For 30-year fixed-rate mortgages with conforming loan sums of $766,550 or less, the average contract interest rate dropped from 6.69% to 6.67%, and for loans requiring a 20% down payment, the points dropped from 0.67 to 0.66. The weekly drop was the third in a row.

The number of home loan refinance applications increased by 27% week over week and by 42% over the same period last year. Because the base volume is still so small, the percentages are high. The majority of borrowers currently have mortgages with rates significantly lower than those currently available. Rates were below 4% from 2020 to the first part of 2022. Last week, mortgage rates were 40 basis points lower than they were a year ago.

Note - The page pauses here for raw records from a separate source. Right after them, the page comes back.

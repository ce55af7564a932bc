//! Cache Store Abstraction
//!
//! The capability the list cache and the invalidator are built on. Backends
//! are injected as `Arc<dyn CacheStore>`.

use std::time::Duration;

use async_trait::async_trait;

use crate::error::CacheResult;

/// Key-value store with TTL and prefix deletion.
#[async_trait]
pub trait CacheStore: Send + Sync {
    /// Returns the stored bytes, or `None` when absent or expired.
    async fn get(&self, key: &str) -> CacheResult<Option<Vec<u8>>>;

    /// Stores bytes under a key, replacing any previous value.
    async fn set(&self, key: &str, value: &[u8], ttl: Duration) -> CacheResult<()>;

    /// Deletes every key starting with `prefix`, returning how many were removed.
    async fn delete_matching(&self, prefix: &str) -> CacheResult<usize>;
}
//! Invalidation Coordinator
//!
//! Maps each mutation to the list kinds whose cached pages it makes stale and
//! drops every window of those kinds. Parent pages embed their children, so
//! any child mutation also drops the parent pages.

use std::sync::atomic::{AtomicU64, Ordering};
use std::sync::Arc;

use tracing::{debug, warn};

use crate::cache::entry::current_timestamp_ms;
use crate::cache::keys::{kind_prefix, EntityKind};
use crate::cache::stats::CacheCounters;
use crate::cache::CacheStore;

/// A successful write against the persistence store.
#[derive(Debug, Clone, Copy, PartialEq, Eq)]
pub enum Mutation {
    CreateParent,
    UpdateParent,
    /// Cascades to the parent's children.
    DeleteParent,
    CreateChild,
    UpdateChild,
    DeleteChild,
}

impl Mutation {
    /// List kinds whose cached pages this mutation invalidates.
    pub fn invalidates(self) -> &'static [EntityKind] {
        use EntityKind::{Children, Parents};
        match self {
            Mutation::CreateParent | Mutation::UpdateParent => &[Parents],
            Mutation::DeleteParent => &[Parents, Children],
            Mutation::CreateChild | Mutation::UpdateChild | Mutation::DeleteChild => {
                &[Children, Parents]
            }
        }
    }
}

/// Per-kind generation counters.
///
/// Bumped before every invalidation. Cached pages carry the generation they
/// were read under, so a page written back after a concurrent invalidation
/// can never be served. Seeded from the clock so a restarted process does not
/// reuse generations still stamped on entries in a shared store.
#[derive(Debug)]
pub(crate) struct Generations {
    slots: [AtomicU64; 2],
}

impl Generations {
    pub fn new() -> Self {
        let seed = current_timestamp_ms();
        Self {
            slots: [AtomicU64::new(seed), AtomicU64::new(seed)],
        }
    }

    pub fn current(&self, kind: EntityKind) -> u64 {
        self.slots[kind.index()].load(Ordering::Acquire)
    }

    pub fn bump(&self, kind: EntityKind) -> u64 {
        self.slots[kind.index()].fetch_add(1, Ordering::AcqRel) + 1
    }
}

/// Drops cached list pages after mutations.
///
/// Obtained from [`ListCache::invalidator`](crate::cache::ListCache::invalidator)
/// so it shares the cache store, generations and counters of the read path.
/// Every failure is logged and absorbed: a mutation that reached the store
/// is never reported as failed because the cache was unreachable.
#[derive(Clone)]
pub struct Invalidator {
    store: Arc<dyn CacheStore>,
    generations: Arc<Generations>,
    counters: Arc<CacheCounters>,
}

impl Invalidator {
    pub(crate) fn new(
        store: Arc<dyn CacheStore>,
        generations: Arc<Generations>,
        counters: Arc<CacheCounters>,
    ) -> Self {
        Self {
            store,
            generations,
            counters,
        }
    }

    /// Drops every cached window of `kind`. Returns the number of keys removed.
    pub async fn invalidate(&self, kind: EntityKind) -> usize {
        let generation = self.generations.bump(kind);
        self.counters.record_invalidation();

        let prefix = kind_prefix(kind);
        match self.store.delete_matching(&prefix).await {
            Ok(removed) => {
                debug!(%kind, removed, generation, "Invalidated list cache");
                removed
            }
            Err(err) => {
                self.counters.record_cache_error();
                warn!(%prefix, error = %err, "Failed to invalidate list cache");
                0
            }
        }
    }

    /// Applies the invalidation fan-out of one mutation.
    pub async fn invalidate_for(&self, mutation: Mutation) -> usize {
        let mut removed = 0;
        for kind in mutation.invalidates() {
            removed += self.invalidate(*kind).await;
        }
        removed
    }
}
//! In-memory repository implementation.

use std::collections::{BTreeMap, HashMap};
use std::sync::Arc;

use async_trait::async_trait;
use tokio::sync::RwLock;

use super::Repository;
use crate::error::{StoreError, StoreResult};
use crate::models::{Child, ChildPatch, NewChild, NewParent, PageWindow, Parent, ParentPatch};

const DUPLICATE_EMAIL: &str = "Parent with this email already exists.";

#[derive(Debug, Clone)]
struct ParentRow {
    id: i64,
    name: String,
    age: u8,
    email: String,
    address: String,
}

impl ParentRow {
    fn with_children(&self, children: Vec<Child>) -> Parent {
        Parent {
            id: self.id,
            name: self.name.clone(),
            age: self.age,
            email: self.email.clone(),
            address: self.address.clone(),
            children,
        }
    }
}

/// Both tables live behind one lock so a cascade delete is a single
/// critical section.
#[derive(Debug, Default)]
struct Tables {
    parents: BTreeMap<i64, ParentRow>,
    children: BTreeMap<i64, Child>,
    next_parent_id: i64,
    next_child_id: i64,
}

impl Tables {
    fn email_taken(&self, email: &str, except: Option<i64>) -> bool {
        self.parents
            .values()
            .any(|p| Some(p.id) != except && p.email.eq_ignore_ascii_case(email))
    }

    fn children_of(&self, parent_id: i64) -> Vec<Child> {
        self.children
            .values()
            .filter(|c| c.parent_id == parent_id)
            .cloned()
            .collect()
    }

    fn parent_view(&self, id: i64) -> Option<Parent> {
        self.parents
            .get(&id)
            .map(|row| row.with_children(self.children_of(id)))
    }
}

/// In-memory storage backend.
///
/// Ids are assigned from per-table counters starting at 1, so BTreeMap order
/// is insertion order. Data is lost when the repository is dropped.
#[derive(Debug, Clone, Default)]
pub struct InMemoryRepository {
    tables: Arc<RwLock<Tables>>,
}

impl InMemoryRepository {
    /// Creates a new empty in-memory repository.
    pub fn new() -> Self {
        Self::default()
    }
}

#[async_trait]
impl Repository for InMemoryRepository {
    async fn create_parent(&self, parent: NewParent) -> StoreResult<Parent> {
        let mut tables = self.tables.write().await;
        if tables.email_taken(&parent.email, None) {
            return Err(StoreError::Constraint(DUPLICATE_EMAIL.to_string()));
        }

        tables.next_parent_id += 1;
        let row = ParentRow {
            id: tables.next_parent_id,
            name: parent.name,
            age: parent.age,
            email: parent.email,
            address: parent.address,
        };
        let view = row.with_children(Vec::new());
        tables.parents.insert(row.id, row);
        Ok(view)
    }

    async fn create_child(&self, child: NewChild) -> StoreResult<Child> {
        let mut tables = self.tables.write().await;
        if !tables.parents.contains_key(&child.parent_id) {
            return Err(StoreError::Constraint(format!(
                "There is no parent with parent_id={}",
                child.parent_id
            )));
        }

        tables.next_child_id += 1;
        let record = Child {
            id: tables.next_child_id,
            name: child.name,
            age: child.age,
            hobby: child.hobby,
            parent_id: child.parent_id,
        };
        tables.children.insert(record.id, record.clone());
        Ok(record)
    }

    async fn list_parents(&self, window: PageWindow) -> StoreResult<Vec<Parent>> {
        let tables = self.tables.read().await;
        let page: Vec<&ParentRow> = tables
            .parents
            .values()
            .skip(window.skip)
            .take(window.limit)
            .collect();

        let mut grouped: HashMap<i64, Vec<Child>> =
            page.iter().map(|row| (row.id, Vec::new())).collect();
        for child in tables.children.values() {
            if let Some(children) = grouped.get_mut(&child.parent_id) {
                children.push(child.clone());
            }
        }

        Ok(page
            .into_iter()
            .map(|row| row.with_children(grouped.remove(&row.id).unwrap_or_default()))
            .collect())
    }

    async fn list_children(&self, window: PageWindow) -> StoreResult<Vec<Child>> {
        let tables = self.tables.read().await;
        Ok(tables
            .children
            .values()
            .skip(window.skip)
            .take(window.limit)
            .cloned()
            .collect())
    }

    async fn get_parent(&self, id: i64) -> StoreResult<Parent> {
        let tables = self.tables.read().await;
        tables
            .parent_view(id)
            .ok_or_else(|| StoreError::NotFound(format!("There is no parent with parent_id={}", id)))
    }

    async fn get_child(&self, id: i64) -> StoreResult<Child> {
        let tables = self.tables.read().await;
        tables
            .children
            .get(&id)
            .cloned()
            .ok_or_else(|| StoreError::NotFound(format!("There is no child with child_id={}", id)))
    }

    async fn update_parent(&self, id: i64, patch: ParentPatch) -> StoreResult<Parent> {
        let mut tables = self.tables.write().await;
        if !tables.parents.contains_key(&id) {
            return Err(StoreError::NotFound("Parent not found".to_string()));
        }
        if let Some(email) = patch.email.as_deref() {
            if tables.email_taken(email, Some(id)) {
                return Err(StoreError::Constraint(DUPLICATE_EMAIL.to_string()));
            }
        }

        if let Some(row) = tables.parents.get_mut(&id) {
            if let Some(name) = patch.name {
                row.name = name;
            }
            if let Some(age) = patch.age {
                row.age = age;
            }
            if let Some(email) = patch.email {
                row.email = email;
            }
            if let Some(address) = patch.address {
                row.address = address;
            }
        }

        tables
            .parent_view(id)
            .ok_or_else(|| StoreError::NotFound("Parent not found".to_string()))
    }

    async fn update_child(&self, id: i64, patch: ChildPatch) -> StoreResult<Child> {
        let mut tables = self.tables.write().await;
        let child = tables
            .children
            .get_mut(&id)
            .ok_or_else(|| StoreError::NotFound("Child not found".to_string()))?;

        if let Some(name) = patch.name {
            child.name = name;
        }
        if let Some(age) = patch.age {
            child.age = age;
        }
        if let Some(hobby) = patch.hobby {
            child.hobby = hobby;
        }
        Ok(child.clone())
    }

    async fn delete_parent(&self, id: i64) -> StoreResult<usize> {
        let mut tables = self.tables.write().await;
        if !tables.parents.contains_key(&id) {
            return Err(StoreError::NotFound("Parent not found".to_string()));
        }

        // Children first, then the parent, under the same write guard.
        let before = tables.children.len();
        tables.children.retain(|_, child| child.parent_id != id);
        let removed = before - tables.children.len();
        tables.parents.remove(&id);
        Ok(removed)
    }

    async fn delete_child(&self, id: i64) -> StoreResult<()> {
        let mut tables = self.tables.write().await;
        tables
            .children
            .remove(&id)
            .map(|_| ())
            .ok_or_else(|| StoreError::NotFound("Child not found".to_string()))
    }
}

#[cfg(test)]
mod tests {
    use super::*;

    fn new_parent(name: &str, email: &str) -> NewParent {
        NewParent {
            name: name.to_string(),
            age: 40,
            email: email.to_string(),
            address: "Poland".to_string(),
        }
    }

    fn new_child(name: &str, parent_id: i64) -> NewChild {
        NewChild {
            name: name.to_string(),
            age: 10,
            hobby: "Drawing".to_string(),
            parent_id,
        }
    }

    #[tokio::test]
    async fn test_create_assigns_increasing_ids() {
        let repo = InMemoryRepository::new();
        let a = repo.create_parent(new_parent("A", "a@x.com")).await.unwrap();
        let b = repo.create_parent(new_parent("B", "b@x.com")).await.unwrap();
        assert_eq!(a.id, 1);
        assert_eq!(b.id, 2);
        assert!(a.children.is_empty());
    }

    #[tokio::test]
    async fn test_duplicate_email_rejected_case_insensitively() {
        let repo = InMemoryRepository::new();
        repo.create_parent(new_parent("A", "a@x.com")).await.unwrap();

        let err = repo
            .create_parent(new_parent("B", "A@X.COM"))
            .await
            .unwrap_err();
        assert_eq!(err, StoreError::Constraint(DUPLICATE_EMAIL.to_string()));
    }

    #[tokio::test]
    async fn test_child_requires_existing_parent() {
        let repo = InMemoryRepository::new();
        let err = repo.create_child(new_child("C", 42)).await.unwrap_err();
        assert!(matches!(err, StoreError::Constraint(_)));
    }

    #[tokio::test]
    async fn test_list_parents_embeds_children_and_slices() {
        let repo = InMemoryRepository::new();
        let a = repo.create_parent(new_parent("A", "a@x.com")).await.unwrap();
        let b = repo.create_parent(new_parent("B", "b@x.com")).await.unwrap();
        repo.create_child(new_child("C1", a.id)).await.unwrap();
        repo.create_child(new_child("C2", b.id)).await.unwrap();
        repo.create_child(new_child("C3", a.id)).await.unwrap();

        let all = repo.list_parents(PageWindow::default()).await.unwrap();
        assert_eq!(all.len(), 2);
        let names: Vec<&str> = all[0].children.iter().map(|c| c.name.as_str()).collect();
        assert_eq!(names, vec!["C1", "C3"]);
        assert_eq!(all[1].children.len(), 1);

        let second = repo.list_parents(PageWindow::new(1, 1)).await.unwrap();
        assert_eq!(second.len(), 1);
        assert_eq!(second[0].id, b.id);

        let beyond = repo.list_parents(PageWindow::new(5, 10)).await.unwrap();
        assert!(beyond.is_empty());
    }

    #[tokio::test]
    async fn test_update_parent_patches_present_fields() {
        let repo = InMemoryRepository::new();
        let a = repo.create_parent(new_parent("A", "a@x.com")).await.unwrap();

        let patch = ParentPatch {
            name: Some("Updated".to_string()),
            ..Default::default()
        };
        let updated = repo.update_parent(a.id, patch).await.unwrap();
        assert_eq!(updated.name, "Updated");
        assert_eq!(updated.email, "a@x.com");
    }

    #[tokio::test]
    async fn test_update_parent_email_conflict() {
        let repo = InMemoryRepository::new();
        let a = repo.create_parent(new_parent("A", "a@x.com")).await.unwrap();
        repo.create_parent(new_parent("B", "b@x.com")).await.unwrap();

        let keep_own = ParentPatch {
            email: Some("a@x.com".to_string()),
            ..Default::default()
        };
        assert!(repo.update_parent(a.id, keep_own).await.is_ok());

        let steal = ParentPatch {
            email: Some("b@x.com".to_string()),
            ..Default::default()
        };
        let err = repo.update_parent(a.id, steal).await.unwrap_err();
        assert!(matches!(err, StoreError::Constraint(_)));
    }

    #[tokio::test]
    async fn test_update_missing_records() {
        let repo = InMemoryRepository::new();
        assert!(matches!(
            repo.update_parent(1, ParentPatch::default()).await,
            Err(StoreError::NotFound(_))
        ));
        assert!(matches!(
            repo.update_child(1, ChildPatch::default()).await,
            Err(StoreError::NotFound(_))
        ));
    }

    #[tokio::test]
    async fn test_delete_parent_cascades() {
        let repo = InMemoryRepository::new();
        let a = repo.create_parent(new_parent("A", "a@x.com")).await.unwrap();
        let b = repo.create_parent(new_parent("B", "b@x.com")).await.unwrap();
        let c1 = repo.create_child(new_child("C1", a.id)).await.unwrap();
        repo.create_child(new_child("C2", a.id)).await.unwrap();
        let other = repo.create_child(new_child("C3", b.id)).await.unwrap();

        let removed = repo.delete_parent(a.id).await.unwrap();
        assert_eq!(removed, 2);
        assert!(matches!(repo.get_parent(a.id).await, Err(StoreError::NotFound(_))));
        assert!(matches!(repo.get_child(c1.id).await, Err(StoreError::NotFound(_))));
        assert_eq!(repo.get_child(other.id).await.unwrap().parent_id, b.id);
    }

    #[tokio::test]
    async fn test_delete_child() {
        let repo = InMemoryRepository::new();
        let a = repo.create_parent(new_parent("A", "a@x.com")).await.unwrap();
        let c = repo.create_child(new_child("C", a.id)).await.unwrap();

        repo.delete_child(c.id).await.unwrap();
        assert!(repo.get_parent(a.id).await.unwrap().children.is_empty());
        assert!(matches!(repo.delete_child(c.id).await, Err(StoreError::NotFound(_))));
    }
}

Refinances accounted for 46.8% of all mortgage applications, up from 38.7% the week before.

Mortgage applications for homebuying decreased 4% for the week and increased 4% over the same period last year. Over the past few weeks, as more inventory entered the market, buyer demand has been increasing.

Over the last three months, purchase applications have stayed comparatively strong and have increased annually in all but one week. Joel Kan, an MBA economist, stated in a press release that in addition to reduced rates, purchase activity is still bolstered by persistent home demand and inventory that is still expanding steadily in many regions.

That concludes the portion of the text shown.